> [To do]: Which lines in the records below contain the word "services"? Copy each one.

══════════

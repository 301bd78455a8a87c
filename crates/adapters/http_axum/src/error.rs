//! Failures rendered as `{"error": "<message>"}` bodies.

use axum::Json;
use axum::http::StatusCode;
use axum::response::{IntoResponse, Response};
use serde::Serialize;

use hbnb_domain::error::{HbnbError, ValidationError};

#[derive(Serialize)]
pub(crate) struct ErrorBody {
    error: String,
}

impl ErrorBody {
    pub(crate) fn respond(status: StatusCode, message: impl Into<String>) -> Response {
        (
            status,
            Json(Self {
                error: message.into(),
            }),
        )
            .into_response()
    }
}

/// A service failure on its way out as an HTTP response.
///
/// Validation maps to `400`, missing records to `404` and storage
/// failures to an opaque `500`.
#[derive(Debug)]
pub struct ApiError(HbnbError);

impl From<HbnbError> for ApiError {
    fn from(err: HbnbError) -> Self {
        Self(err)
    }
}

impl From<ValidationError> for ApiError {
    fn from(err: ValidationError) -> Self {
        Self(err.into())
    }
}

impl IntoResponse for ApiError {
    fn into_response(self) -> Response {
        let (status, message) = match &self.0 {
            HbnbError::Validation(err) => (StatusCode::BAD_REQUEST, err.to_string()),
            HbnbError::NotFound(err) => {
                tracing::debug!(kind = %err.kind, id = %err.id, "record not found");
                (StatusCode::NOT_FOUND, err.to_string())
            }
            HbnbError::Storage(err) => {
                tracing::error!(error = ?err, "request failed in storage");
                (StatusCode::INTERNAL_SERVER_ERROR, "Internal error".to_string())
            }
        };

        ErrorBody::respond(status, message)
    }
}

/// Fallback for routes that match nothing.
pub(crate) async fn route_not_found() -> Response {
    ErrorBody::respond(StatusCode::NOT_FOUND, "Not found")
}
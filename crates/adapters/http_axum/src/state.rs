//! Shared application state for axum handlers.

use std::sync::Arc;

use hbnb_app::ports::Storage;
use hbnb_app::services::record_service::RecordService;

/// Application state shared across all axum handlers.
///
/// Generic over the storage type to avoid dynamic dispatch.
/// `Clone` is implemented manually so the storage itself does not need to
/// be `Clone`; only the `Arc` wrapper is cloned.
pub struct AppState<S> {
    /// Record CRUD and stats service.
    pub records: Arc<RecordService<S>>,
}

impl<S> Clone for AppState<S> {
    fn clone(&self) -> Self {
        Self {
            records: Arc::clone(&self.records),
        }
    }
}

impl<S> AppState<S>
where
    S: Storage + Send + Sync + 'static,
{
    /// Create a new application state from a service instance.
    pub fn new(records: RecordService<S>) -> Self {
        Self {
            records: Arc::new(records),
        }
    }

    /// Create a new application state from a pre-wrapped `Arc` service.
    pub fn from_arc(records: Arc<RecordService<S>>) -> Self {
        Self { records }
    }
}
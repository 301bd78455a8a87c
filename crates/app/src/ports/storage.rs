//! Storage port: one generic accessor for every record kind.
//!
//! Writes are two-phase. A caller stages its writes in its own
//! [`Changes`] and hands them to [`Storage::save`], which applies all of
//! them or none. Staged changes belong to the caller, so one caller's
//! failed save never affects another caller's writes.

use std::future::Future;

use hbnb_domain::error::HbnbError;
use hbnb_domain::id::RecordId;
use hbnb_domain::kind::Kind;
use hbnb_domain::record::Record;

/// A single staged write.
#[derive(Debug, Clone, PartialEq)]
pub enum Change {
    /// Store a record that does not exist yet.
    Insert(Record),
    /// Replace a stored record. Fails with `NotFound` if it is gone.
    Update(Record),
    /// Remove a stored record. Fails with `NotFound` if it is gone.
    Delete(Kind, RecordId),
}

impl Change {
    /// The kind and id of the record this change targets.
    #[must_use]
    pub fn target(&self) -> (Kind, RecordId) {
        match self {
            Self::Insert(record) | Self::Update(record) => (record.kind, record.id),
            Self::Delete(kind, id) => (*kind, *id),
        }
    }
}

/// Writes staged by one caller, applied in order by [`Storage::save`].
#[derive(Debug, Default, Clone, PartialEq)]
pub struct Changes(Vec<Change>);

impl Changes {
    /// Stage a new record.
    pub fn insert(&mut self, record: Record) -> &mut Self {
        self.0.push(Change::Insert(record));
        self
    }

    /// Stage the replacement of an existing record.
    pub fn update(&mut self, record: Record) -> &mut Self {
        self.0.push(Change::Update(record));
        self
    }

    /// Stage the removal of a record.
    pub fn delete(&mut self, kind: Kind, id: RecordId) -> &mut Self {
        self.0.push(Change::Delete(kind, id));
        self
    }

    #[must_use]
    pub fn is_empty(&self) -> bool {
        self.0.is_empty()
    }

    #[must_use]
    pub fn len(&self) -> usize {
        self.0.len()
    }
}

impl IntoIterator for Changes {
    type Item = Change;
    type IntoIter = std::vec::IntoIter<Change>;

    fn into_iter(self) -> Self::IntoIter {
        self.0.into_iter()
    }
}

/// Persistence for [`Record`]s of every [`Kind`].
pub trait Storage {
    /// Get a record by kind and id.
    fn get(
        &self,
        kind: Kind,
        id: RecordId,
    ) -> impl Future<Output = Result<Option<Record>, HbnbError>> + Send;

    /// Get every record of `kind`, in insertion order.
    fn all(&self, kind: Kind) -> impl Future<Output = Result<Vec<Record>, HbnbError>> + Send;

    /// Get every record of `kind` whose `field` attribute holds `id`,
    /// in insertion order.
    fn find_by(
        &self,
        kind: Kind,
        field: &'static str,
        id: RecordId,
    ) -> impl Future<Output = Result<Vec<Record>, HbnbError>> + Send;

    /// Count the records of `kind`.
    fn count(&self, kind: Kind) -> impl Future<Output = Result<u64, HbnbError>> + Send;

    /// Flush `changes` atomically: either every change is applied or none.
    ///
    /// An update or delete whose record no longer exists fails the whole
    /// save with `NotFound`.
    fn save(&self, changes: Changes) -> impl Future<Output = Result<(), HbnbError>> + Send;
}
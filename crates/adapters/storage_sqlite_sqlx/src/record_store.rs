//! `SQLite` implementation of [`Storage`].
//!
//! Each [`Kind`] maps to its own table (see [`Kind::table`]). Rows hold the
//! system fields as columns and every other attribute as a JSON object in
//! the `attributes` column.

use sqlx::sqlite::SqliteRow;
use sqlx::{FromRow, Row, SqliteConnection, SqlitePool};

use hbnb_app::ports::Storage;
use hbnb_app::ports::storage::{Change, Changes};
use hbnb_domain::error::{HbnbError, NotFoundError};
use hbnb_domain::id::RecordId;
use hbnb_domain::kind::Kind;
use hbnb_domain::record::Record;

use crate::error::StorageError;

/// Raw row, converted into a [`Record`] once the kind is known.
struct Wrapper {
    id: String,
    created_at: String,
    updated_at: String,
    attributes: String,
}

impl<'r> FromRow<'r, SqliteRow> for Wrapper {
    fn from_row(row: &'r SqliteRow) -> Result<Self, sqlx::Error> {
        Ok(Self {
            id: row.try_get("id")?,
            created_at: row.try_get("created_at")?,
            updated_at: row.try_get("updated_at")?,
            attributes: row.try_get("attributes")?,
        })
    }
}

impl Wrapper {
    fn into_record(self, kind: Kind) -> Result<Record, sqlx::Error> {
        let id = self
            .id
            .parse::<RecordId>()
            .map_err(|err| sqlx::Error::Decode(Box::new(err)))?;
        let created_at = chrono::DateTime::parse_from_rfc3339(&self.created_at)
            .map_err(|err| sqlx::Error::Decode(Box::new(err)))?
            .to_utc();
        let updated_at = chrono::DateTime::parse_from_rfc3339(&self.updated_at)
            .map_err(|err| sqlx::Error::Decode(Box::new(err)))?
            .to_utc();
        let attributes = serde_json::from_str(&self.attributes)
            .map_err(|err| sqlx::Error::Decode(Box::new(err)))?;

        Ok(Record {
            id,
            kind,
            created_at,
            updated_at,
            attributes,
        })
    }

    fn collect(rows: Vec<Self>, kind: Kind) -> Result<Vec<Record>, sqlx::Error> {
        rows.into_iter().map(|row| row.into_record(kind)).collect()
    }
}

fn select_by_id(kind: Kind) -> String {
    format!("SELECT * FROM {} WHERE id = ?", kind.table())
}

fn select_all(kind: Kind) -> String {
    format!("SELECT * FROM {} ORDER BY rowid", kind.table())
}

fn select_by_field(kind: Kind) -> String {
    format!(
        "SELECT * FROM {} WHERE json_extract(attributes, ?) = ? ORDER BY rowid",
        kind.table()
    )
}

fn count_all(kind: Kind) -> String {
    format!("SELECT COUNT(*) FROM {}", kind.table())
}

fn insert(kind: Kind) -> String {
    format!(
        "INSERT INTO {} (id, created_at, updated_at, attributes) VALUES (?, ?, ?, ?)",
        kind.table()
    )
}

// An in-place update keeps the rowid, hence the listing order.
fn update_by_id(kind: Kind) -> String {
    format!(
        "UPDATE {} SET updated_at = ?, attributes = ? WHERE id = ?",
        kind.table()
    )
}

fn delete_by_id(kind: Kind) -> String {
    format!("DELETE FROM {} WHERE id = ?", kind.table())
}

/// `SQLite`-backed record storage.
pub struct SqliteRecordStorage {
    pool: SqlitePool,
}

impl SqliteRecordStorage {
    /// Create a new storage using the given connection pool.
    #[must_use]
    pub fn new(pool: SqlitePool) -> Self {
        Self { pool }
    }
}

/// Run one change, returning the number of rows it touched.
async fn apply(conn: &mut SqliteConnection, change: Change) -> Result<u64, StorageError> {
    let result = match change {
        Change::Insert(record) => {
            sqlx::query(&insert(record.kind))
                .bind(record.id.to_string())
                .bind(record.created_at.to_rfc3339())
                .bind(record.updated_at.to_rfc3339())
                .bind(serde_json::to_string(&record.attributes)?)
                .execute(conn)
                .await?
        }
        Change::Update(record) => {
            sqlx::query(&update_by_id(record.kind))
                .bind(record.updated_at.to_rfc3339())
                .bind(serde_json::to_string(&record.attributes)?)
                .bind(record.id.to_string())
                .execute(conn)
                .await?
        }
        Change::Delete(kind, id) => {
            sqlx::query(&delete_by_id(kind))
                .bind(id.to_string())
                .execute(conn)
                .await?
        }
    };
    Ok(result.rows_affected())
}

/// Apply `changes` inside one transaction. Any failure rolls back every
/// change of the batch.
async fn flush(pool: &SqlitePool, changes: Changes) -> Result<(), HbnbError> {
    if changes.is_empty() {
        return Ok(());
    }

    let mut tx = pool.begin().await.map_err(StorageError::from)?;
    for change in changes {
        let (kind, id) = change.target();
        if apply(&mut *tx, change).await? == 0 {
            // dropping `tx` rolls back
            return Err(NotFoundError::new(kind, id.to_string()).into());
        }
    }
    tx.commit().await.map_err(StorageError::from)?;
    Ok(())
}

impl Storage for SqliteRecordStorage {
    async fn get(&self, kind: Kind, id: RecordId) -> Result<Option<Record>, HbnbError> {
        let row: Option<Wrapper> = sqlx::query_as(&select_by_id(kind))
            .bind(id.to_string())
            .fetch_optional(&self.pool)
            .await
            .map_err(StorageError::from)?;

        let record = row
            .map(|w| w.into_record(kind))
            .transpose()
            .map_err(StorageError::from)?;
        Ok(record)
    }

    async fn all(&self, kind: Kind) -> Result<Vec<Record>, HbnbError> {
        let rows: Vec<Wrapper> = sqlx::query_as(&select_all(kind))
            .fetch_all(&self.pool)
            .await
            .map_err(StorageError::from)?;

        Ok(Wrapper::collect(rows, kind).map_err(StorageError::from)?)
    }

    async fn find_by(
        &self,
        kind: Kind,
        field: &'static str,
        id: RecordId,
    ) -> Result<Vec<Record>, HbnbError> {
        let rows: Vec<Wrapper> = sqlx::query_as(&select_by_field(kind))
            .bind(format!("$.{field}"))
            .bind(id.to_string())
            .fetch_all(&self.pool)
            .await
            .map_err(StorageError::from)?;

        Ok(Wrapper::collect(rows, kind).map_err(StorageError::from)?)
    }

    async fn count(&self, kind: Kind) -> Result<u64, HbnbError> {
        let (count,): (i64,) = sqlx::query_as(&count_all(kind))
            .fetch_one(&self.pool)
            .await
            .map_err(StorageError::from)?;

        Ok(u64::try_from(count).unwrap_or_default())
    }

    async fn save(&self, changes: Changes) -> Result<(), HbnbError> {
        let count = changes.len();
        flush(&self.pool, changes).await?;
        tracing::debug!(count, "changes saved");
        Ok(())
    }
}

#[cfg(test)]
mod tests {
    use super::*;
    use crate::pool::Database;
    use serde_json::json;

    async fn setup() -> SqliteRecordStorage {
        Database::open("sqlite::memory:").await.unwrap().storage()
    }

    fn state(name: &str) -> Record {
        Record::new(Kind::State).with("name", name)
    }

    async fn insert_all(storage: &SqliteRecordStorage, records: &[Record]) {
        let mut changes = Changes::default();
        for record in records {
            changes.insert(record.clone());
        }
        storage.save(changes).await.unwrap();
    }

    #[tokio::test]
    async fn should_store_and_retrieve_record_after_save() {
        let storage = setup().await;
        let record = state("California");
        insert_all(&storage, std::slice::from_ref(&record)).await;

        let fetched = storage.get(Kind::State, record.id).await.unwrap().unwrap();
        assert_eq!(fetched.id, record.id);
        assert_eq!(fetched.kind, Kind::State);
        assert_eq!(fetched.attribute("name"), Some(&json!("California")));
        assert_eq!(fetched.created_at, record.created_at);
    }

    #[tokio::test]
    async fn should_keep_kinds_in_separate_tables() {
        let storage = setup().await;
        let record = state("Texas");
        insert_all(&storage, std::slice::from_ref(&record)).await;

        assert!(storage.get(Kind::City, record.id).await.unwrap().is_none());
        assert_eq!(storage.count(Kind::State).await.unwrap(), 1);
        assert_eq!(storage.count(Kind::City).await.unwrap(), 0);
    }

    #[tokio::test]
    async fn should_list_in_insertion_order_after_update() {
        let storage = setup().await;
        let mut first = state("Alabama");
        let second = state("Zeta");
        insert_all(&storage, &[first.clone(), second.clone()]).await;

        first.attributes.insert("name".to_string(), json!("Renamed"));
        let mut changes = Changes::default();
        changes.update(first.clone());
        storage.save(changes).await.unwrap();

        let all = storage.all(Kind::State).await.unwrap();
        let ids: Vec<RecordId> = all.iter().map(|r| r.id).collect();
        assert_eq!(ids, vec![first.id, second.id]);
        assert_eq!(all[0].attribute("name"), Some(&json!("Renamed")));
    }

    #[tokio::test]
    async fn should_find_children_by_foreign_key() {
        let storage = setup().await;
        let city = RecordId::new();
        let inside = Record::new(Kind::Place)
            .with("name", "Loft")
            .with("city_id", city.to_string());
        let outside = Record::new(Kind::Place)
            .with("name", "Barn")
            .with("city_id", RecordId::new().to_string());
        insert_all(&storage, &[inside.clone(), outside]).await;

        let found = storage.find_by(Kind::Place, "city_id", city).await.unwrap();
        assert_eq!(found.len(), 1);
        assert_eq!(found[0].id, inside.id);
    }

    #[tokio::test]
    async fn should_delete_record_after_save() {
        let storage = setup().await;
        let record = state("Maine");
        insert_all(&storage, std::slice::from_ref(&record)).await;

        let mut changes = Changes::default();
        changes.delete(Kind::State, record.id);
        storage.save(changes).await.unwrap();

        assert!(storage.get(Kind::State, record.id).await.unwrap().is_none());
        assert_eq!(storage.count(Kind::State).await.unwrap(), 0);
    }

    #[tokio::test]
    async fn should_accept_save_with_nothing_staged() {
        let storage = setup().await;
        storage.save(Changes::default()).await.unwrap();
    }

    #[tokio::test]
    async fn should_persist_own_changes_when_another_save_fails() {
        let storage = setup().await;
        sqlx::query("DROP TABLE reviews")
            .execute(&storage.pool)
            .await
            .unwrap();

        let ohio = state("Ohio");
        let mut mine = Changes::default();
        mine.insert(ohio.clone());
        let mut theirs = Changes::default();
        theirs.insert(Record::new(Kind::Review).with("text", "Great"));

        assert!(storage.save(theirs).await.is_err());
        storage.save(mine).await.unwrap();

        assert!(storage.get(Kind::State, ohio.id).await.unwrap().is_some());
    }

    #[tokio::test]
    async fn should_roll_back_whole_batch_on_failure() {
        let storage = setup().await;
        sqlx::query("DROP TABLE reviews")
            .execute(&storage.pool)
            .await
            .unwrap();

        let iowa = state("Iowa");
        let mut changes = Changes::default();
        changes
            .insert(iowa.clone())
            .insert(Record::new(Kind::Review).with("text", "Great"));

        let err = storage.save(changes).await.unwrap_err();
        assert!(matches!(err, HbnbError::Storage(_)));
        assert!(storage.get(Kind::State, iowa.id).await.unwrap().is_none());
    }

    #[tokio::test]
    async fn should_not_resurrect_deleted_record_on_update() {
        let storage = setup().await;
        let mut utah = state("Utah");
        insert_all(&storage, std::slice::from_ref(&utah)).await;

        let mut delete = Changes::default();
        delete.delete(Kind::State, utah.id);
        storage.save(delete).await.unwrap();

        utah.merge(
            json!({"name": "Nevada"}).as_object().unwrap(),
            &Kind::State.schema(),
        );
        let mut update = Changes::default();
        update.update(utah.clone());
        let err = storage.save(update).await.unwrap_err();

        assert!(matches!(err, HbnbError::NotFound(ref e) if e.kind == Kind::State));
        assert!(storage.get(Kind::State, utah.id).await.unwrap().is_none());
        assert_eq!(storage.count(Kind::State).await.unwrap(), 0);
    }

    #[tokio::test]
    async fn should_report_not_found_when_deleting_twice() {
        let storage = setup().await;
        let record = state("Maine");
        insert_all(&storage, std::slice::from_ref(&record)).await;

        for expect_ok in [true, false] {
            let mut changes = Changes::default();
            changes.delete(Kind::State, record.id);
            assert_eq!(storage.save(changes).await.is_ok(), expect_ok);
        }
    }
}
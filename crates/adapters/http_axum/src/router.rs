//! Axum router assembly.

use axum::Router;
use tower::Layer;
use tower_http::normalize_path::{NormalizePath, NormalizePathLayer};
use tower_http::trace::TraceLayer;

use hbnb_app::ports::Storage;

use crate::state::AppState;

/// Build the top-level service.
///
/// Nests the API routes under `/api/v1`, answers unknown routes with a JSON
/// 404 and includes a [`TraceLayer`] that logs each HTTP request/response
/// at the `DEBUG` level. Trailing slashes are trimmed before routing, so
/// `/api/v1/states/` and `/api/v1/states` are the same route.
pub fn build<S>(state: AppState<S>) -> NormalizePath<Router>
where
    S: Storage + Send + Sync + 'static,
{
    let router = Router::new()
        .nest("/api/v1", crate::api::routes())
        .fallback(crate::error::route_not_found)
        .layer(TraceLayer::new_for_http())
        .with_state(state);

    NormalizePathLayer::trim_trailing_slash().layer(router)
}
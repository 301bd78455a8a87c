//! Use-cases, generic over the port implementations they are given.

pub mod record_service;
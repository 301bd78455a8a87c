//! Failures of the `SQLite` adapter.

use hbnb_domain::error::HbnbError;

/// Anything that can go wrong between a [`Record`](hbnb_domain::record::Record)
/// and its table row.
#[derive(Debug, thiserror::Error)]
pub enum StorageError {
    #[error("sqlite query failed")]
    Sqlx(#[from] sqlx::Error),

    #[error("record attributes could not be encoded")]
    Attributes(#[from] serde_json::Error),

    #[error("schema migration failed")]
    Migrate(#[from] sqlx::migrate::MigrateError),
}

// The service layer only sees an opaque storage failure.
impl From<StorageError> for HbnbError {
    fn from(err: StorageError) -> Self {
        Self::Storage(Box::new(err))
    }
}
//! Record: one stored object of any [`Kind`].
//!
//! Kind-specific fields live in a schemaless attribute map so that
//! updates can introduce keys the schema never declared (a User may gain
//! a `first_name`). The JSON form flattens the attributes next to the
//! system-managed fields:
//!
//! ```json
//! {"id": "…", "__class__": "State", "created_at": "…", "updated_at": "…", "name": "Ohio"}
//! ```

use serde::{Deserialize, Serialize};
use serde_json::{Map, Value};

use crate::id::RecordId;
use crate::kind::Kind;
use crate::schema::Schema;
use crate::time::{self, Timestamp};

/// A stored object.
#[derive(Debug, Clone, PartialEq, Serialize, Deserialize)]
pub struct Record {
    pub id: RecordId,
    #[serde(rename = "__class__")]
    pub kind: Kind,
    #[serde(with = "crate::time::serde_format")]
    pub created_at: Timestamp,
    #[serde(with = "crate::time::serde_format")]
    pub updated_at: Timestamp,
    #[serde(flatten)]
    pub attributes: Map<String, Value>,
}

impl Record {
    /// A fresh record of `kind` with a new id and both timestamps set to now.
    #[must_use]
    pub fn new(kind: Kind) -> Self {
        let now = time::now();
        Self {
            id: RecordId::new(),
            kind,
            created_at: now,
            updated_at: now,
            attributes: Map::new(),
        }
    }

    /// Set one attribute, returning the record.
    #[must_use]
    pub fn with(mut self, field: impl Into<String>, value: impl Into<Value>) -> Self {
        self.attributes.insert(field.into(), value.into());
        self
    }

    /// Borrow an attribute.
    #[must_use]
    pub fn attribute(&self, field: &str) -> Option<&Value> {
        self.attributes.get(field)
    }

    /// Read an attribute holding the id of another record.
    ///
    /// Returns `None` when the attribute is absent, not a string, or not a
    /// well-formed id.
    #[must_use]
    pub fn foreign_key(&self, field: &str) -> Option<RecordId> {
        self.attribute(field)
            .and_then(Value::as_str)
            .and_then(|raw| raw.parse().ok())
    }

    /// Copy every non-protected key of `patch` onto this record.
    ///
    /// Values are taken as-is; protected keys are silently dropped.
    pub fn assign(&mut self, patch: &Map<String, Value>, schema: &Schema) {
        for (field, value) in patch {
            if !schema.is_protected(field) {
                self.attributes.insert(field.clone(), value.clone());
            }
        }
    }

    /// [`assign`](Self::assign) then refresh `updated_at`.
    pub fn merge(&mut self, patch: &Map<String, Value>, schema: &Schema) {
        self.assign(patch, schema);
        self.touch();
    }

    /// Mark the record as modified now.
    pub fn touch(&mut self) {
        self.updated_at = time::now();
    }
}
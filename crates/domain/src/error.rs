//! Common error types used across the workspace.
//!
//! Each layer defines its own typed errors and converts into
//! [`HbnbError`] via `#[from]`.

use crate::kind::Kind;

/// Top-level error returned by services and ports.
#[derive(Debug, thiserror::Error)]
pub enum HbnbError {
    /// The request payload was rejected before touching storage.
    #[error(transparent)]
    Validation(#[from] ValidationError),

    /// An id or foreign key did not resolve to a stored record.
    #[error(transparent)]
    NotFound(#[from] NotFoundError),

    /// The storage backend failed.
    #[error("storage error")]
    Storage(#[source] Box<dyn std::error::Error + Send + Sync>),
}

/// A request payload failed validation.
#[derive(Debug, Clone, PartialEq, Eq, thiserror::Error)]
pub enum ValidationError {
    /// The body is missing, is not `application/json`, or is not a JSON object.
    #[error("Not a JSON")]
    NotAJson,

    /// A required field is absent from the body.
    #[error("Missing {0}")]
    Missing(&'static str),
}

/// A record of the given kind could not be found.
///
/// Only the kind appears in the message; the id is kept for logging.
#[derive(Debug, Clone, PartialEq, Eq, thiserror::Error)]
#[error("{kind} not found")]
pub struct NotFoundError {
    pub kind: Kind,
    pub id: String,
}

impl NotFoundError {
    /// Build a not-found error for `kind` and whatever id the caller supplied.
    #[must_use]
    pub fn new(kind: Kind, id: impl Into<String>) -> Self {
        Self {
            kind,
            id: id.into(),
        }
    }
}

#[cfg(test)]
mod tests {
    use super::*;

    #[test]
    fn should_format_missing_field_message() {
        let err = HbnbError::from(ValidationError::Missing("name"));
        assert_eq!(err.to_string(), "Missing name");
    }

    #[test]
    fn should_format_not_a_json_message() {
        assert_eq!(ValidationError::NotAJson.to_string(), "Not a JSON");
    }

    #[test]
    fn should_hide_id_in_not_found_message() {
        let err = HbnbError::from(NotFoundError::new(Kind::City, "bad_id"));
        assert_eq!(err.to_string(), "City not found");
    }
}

══════════

> [Expected output]:
use hbnb_app::services::record_service::RecordService;
/// Top-level error returned by services and ports.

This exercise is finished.